Why does diamond's specific heat capacity deviate from the Dulong-Petit theory at room temperatures? Why does diamond deviate from the prediction of $c_v = 3k_B$ at room temperature more than other solids. Why do we require Debye's theory instead?
 A: Recall that the Debye model is based on a phonon dispersion $\omega = c_s k$ with $c_s$ the speed of sound. The Debye frequency $\omega_D$ can only depend upon the speed of sound and the lattice spacing $a$ so on dimensional grounds $\omega_D \sim c_s / a$. 
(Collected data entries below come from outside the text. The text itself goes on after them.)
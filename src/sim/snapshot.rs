//! Per-tick view handed to the renderer/UI

use serde::{Deserialize, Serialize};

use super::collision::SimEvent;
use super::state::{CarModel, EntityKind, GameState, RunPhase};

#[derive(Debug, Clone, PartialEq, Serialize, Deserialize)]
pub struct EntityView {
    pub id: u32,
    pub kind: EntityKind,
    pub lane: Option<u8>,
    pub x: f32,
    pub z: f32,
    pub consumed: bool,
    pub fall_speed: f32,
}

#[derive(Debug, Clone, PartialEq, Serialize, Deserialize)]
pub struct Snapshot {
    pub player_lane: u8,
    pub player_x: f32,
    pub player_z: f32,
    pub shield_active: bool,
    pub shield_remaining_ms: f32,
    pub distance: f32,
    pub carry_currency: u32,
    pub banked_currency: u32,
    pub speed: f32,
    pub entities: Vec<EntityView>,
    pub phase: RunPhase,
    pub car: CarModel,
    /// What happened during the tick that produced this snapshot
    pub events: Vec<SimEvent>,
}

impl Snapshot {
    pub fn capture(state: &GameState, events: Vec<SimEvent>) -> Self {
        let player = &state.player;
        let pos = player.pos();
        Self {
            player_lane: player.lane,
            player_x: pos.x,
            player_z: pos.z,
            shield_active: player.shield_active(),
            shield_remaining_ms: player.shield_remaining_ms,
            distance: player.distance,
            carry_currency: player.carry_currency,
            banked_currency: player.banked_currency,
            speed: state.run.speed,
            entities: state
                .entities
                .iter()
                .map(|e| EntityView {
                    id: e.id,
                    kind: e.kind,
                    lane: e.lane,
                    x: e.pos.x,
                    z: e.pos.z,
                    consumed: e.consumed,
                    fall_speed: e.fall_speed,
                })
                .collect(),
            phase: state.run.phase,
            car: state.run.car,
            events,
        }
    }

    pub fn to_json(&self) -> serde_json::Result<String> {
        serde_json::to_string(self)
    }
}
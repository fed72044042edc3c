//! Platform abstraction layer
//!
//! The simulation itself is platform-free. This module holds the glue a
//! browser front end needs:
//! - `web`: wasm-bindgen wrapper driven from `requestAnimationFrame`

#[cfg(target_arch = "wasm32")]
pub mod web;

#[cfg(target_arch = "wasm32")]
pub use web::WebRunner;
//! Headless simulation module
//!
//! All gameplay logic lives here. This module must stay renderer-agnostic:
//! - Caller-supplied, bounded frame deltas only
//! - Seeded RNG only
//! - Stable iteration order (spawn order)
//! - No rendering or platform dependencies

pub mod autopilot;
pub mod clock;
pub mod collision;
pub mod difficulty;
pub mod entities;
pub mod snapshot;
pub mod spawner;
pub mod state;
pub mod tick;

pub use clock::FrameClock;
pub use collision::{Resolution, SimEvent, overlaps, resolve};
pub use entities::EntityStore;
pub use snapshot::{EntityView, Snapshot};
pub use spawner::Spawner;
pub use state::{
    CarModel, Entity, EntityKind, GameState, LaneChange, PlayerState, RunPhase, RunState,
    RunSummary,
};
pub use tick::{TickInput, tick};
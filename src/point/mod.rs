// ============================================================================
// Point Module
// Fixed-dimension numeric coordinates with compile-time checked access
// ============================================================================
//
// This module provides:
// - FixedPoint<T, N>: N coordinates of numeric type T, stored inline
// - Coordinate: sealed trait for the accepted element types
// - axis::{X, Y, Z}: compile-time names for the first three coordinates
// - PointError: the run-time failure kinds
// - make_point!: builds a point, inferring T and N from its arguments
//
// Misuse that can be detected statically (wrong arity, constant index out of
// range, non-numeric element type) fails to compile. Only run-time indices
// can fail at run time.

pub mod axis;
mod coordinate;
mod errors;
mod fixed_point;

pub use axis::Axis;
pub use coordinate::Coordinate;
pub use errors::{PointError, PointResult};
pub use fixed_point::FixedPoint;

/// Build a [`FixedPoint`] from a list of coordinates.
///
/// The coordinate type is taken from the first argument and the dimension
/// from the argument count. Every argument must have that same type; there is
/// no implicit widening or narrowing.
///
/// ```
/// use fixed_dim::make_point;
/// use fixed_dim::point::FixedPoint;
///
/// let p: FixedPoint<f64, 3> = make_point!(7.8, 9.8, 3.5);
/// assert_eq!(*p.z(), 3.5);
/// ```
///
/// Mixing `f32` and `f64` is rejected:
/// ```compile_fail
/// use fixed_dim::make_point;
///
/// let _p = make_point!(7.8_f32, 9.8_f32, 3.141596_f64);
/// ```
#[macro_export]
macro_rules! make_point {
    ($first:expr $(, $rest:expr)* $(,)?) => {
        $crate::point::FixedPoint::new([$first $(, $rest)*])
    };
}
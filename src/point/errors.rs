// ============================================================================
// Point Errors
// Error types for run-time checked coordinate access
// ============================================================================

use std::fmt;

/// Errors that can occur when a point is accessed or built at run time.
///
/// Everything else (wrong arity, out-of-range constant index, non-numeric
/// coordinate type) is rejected by the compiler and never reaches here.
#[derive(Debug, Clone, Copy, PartialEq, Eq, Hash)]
pub enum PointError {
    /// Run-time coordinate index was negative or not below the dimension
    IndexOutOfRange,
    /// Slice length does not match the point dimension
    DimensionMismatch {
        /// Dimension of the target point type
        expected: usize,
        /// Length of the supplied slice
        actual: usize,
    },
}

impl fmt::Display for PointError {
    fn fmt(&self, f: &mut fmt::Formatter<'_>) -> fmt::Result {
        match self {
            PointError::IndexOutOfRange => write!(f, "Point coordinate index is out of range"),
            PointError::DimensionMismatch { expected, actual } => write!(
                f,
                "dimension mismatch: expected {} coordinates, got {}",
                expected, actual
            ),
        }
    }
}

impl std::error::Error for PointError {}

/// Result type alias for point operations
pub type PointResult<T> = Result<T, PointError>;
// ============================================================================
// Fixed-Dim Demo
// ============================================================================

use fixed_dim::point::FixedPoint;
use fixed_dim::{make_list_3, make_point, print_all};
use std::error::Error;

#[allow(clippy::approx_constant)]
fn main() -> Result<(), Box<dyn Error>> {
    #[cfg(feature = "logging")]
    tracing_subscriber::fmt()
        .with_max_level(tracing::Level::DEBUG)
        .with_writer(std::io::stderr)
        .init();

    print_all!(1, 2, 3, "hello", 5.0f32, 3.14159, 'A')?;
    println!();

    let list = make_list_3!("yes", "", "");
    print_all!(list.one(), list.two(), list.three())?;
    println!();

    let point: FixedPoint<f64, 3> = make_point!(7.8, 9.8, 3.141596);
    tracing::debug!(%point, dimension = point.dimension(), "built demo point");

    Ok(())
}
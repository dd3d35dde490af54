// ============================================================================
// Fixed-Dim Library
// Fixed-dimension numeric points with compile-time checked access
// ============================================================================

//! # Fixed-Dim
//!
//! Small, allocation-free value types whose shape is checked by the compiler.
//!
//! ## Features
//!
//! - **`FixedPoint<T, N>`**: N numeric coordinates stored inline
//! - **Compile-time access** by axis tag (`x`, `y`, `z`) or const index
//! - **Run-time checked access** returning [`PointError::IndexOutOfRange`]
//! - **Unchecked access** for callers that already know the index is valid
//! - **`List3`**: a three-string tuple built by `make_list_3!`
//! - **`print_all!`**: prints any mix of `Display` values as `{ a, b, c }`
//!
//! ## Example
//!
//! ```rust
//! use fixed_dim::prelude::*;
//!
//! let mut p = make_point!(7.8, 9.8, 3.5);
//! assert_eq!(*p.axis::<X>(), 7.8);
//! assert_eq!(*p.at::<2>(), 3.5);
//!
//! *p.get_mut(1).unwrap() = 1.0;
//! assert_eq!(p.get(1), Ok(&1.0));
//! assert_eq!(p.get(5), Err(PointError::IndexOutOfRange));
//!
//! let list = make_list_3!("yes", "", "");
//! assert_eq!(format_all!(list.one(), list.two(), list.three()), "{ yes, ,  }");
//! ```

pub mod list;
pub mod point;
pub mod print;

// Re-exports for convenience
pub mod prelude {
    pub use crate::list::List3;
    pub use crate::point::axis::{X, Y, Z};
    pub use crate::point::{Axis, Coordinate, FixedPoint, PointError, PointResult};
    pub use crate::print::{format_all, write_all, BraceStyle};
    pub use crate::{format_all, make_list_3, make_point, print_all};
}
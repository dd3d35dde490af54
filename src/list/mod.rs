// ============================================================================
// List3
// Fixed-size tuple of three owned strings
// ============================================================================

/// Three owned strings with positional accessors.
///
/// There is no `Default`: a `List3` always holds the three values it was
/// built from.
#[derive(Debug, Clone, PartialEq, Eq, Hash)]
#[cfg_attr(feature = "serde", derive(serde::Serialize, serde::Deserialize))]
pub struct List3 {
    one: String,
    two: String,
    three: String,
}

impl List3 {
    /// Create a list from three string-like values.
    pub fn new(one: impl Into<String>, two: impl Into<String>, three: impl Into<String>) -> Self {
        let list = Self {
            one: one.into(),
            two: two.into(),
            three: three.into(),
        };
        tracing::trace!(?list, "built List3");
        list
    }

    #[inline]
    pub fn one(&self) -> &str {
        &self.one
    }

    #[inline]
    pub fn two(&self) -> &str {
        &self.two
    }

    #[inline]
    pub fn three(&self) -> &str {
        &self.three
    }

    /// Consume the list, returning its values in order.
    pub fn into_parts(self) -> (String, String, String) {
        (self.one, self.two, self.three)
    }
}

impl<A, B, C> From<(A, B, C)> for List3
where
    A: Into<String>,
    B: Into<String>,
    C: Into<String>,
{
    fn from((one, two, three): (A, B, C)) -> Self {
        Self::new(one, two, three)
    }
}

/// Build a [`List3`] from exactly three arguments.
///
/// ```
/// use fixed_dim::make_list_3;
///
/// let list = make_list_3!("yes", "", "");
/// assert_eq!(list.one(), "yes");
/// ```
///
/// Any other argument count fails to compile:
/// ```compile_fail
/// use fixed_dim::make_list_3;
///
/// let _list = make_list_3!("a", "b");
/// ```
#[macro_export]
macro_rules! make_list_3 {
    ($one:expr, $two:expr, $three:expr $(,)?) => {
        $crate::list::List3::new($one, $two, $three)
    };
    ($($other:expr),* $(,)?) => {
        compile_error!("make_list_3! requires exactly 3 arguments")
    };
}
use std::path::Path;

use crate::calc::*;

pub fn simplify_file_name(path: &str) -> String {
    Path::new(path)
        .file_name()
        .and_then(|s| s.to_str())
        .unwrap_or(path)
        .to_string()
}

/// Picks the party out of the cells of a row.
///
/// Rows without a name and without votes are skipped (trailing blank rows are common in
/// spreadsheets).
pub fn parse_row(
    cells: &[String],
    cfs: &FileSource,
    lineno: usize,
) -> CalcResult<Option<ParsedParty>> {
    let id_idx = cfs.id_column_index()?;
    let name_idx = cfs.name_column_index()?;
    let votes_idx = cfs.votes_column_index()?;

    if cells.iter().all(|c| c.trim().is_empty()) {
        debug!("parse_row: line {}: blank row", lineno);
        return Ok(None);
    }

    let name = cells
        .get(name_idx)
        .context(LineTooShortSnafu { lineno })?
        .trim()
        .to_string();
    let votes = cells
        .get(votes_idx)
        .context(LineTooShortSnafu { lineno })?
        .trim()
        .to_string();
    let id = cells.get(id_idx).map(|s| s.trim().to_string());

    if name.is_empty() && votes.is_empty() {
        debug!("parse_row: line {}: no party", lineno);
        return Ok(None);
    }

    Ok(Some(ParsedParty { id, name, votes }))
}

#[cfg(test)]
mod tests {
    use super::*;

    fn cells(xs: &[&str]) -> Vec<String> {
        xs.iter().map(|s| s.to_string()).collect()
    }

    #[test]
    fn default_columns() {
        let cfs = FileSource::new("csv", "votes.csv");
        let pp = parse_row(&cells(&["a", " Alpha ", "100"]), &cfs, 2).unwrap();
        assert_eq!(
            pp,
            Some(ParsedParty {
                id: Some("a".to_string()),
                name: "Alpha".to_string(),
                votes: "100".to_string(),
            })
        );
        assert_eq!(parse_row(&cells(&["", " ", ""]), &cfs, 3).unwrap(), None);
        assert_eq!(parse_row(&cells(&["x", "", ""]), &cfs, 4).unwrap(), None);
        assert!(matches!(
            parse_row(&cells(&["a", "Alpha"]), &cfs, 5),
            Err(CalcError::LineTooShort { lineno: 5 })
        ));
    }

    #[test]
    fn file_names() {
        assert_eq!(simplify_file_name("/tmp/data/votes.csv"), "votes.csv");
        assert_eq!(simplify_file_name("votes.csv"), "votes.csv");
    }
}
In the high temperature limit the Debye model must reproduce the Dulong-Petit law, but how high is high? Again, there are not many parameters in the problem and the only possible energy we can cook up is $\hbar \omega_D$. This gives a Debye temperature $k_BT_D = \hbar \omega_D$ above which the Dulong-Petit rule $3R$ holds fairly accurately and below which it is a poor approximation. But then $T_D \sim \omega_D \sim c_s$ so the Debye temperature is proportional to the speed of sound, which in turn measures how stiff a material is. Diamond is known to be exceptionally stiff (speed of sound is $\sim 12,000\text{m/s}$) and so has a high Debye temperature (around $2000K$, much higher than room temperature) and as such the Dulong-Petit rule is almost always invalid.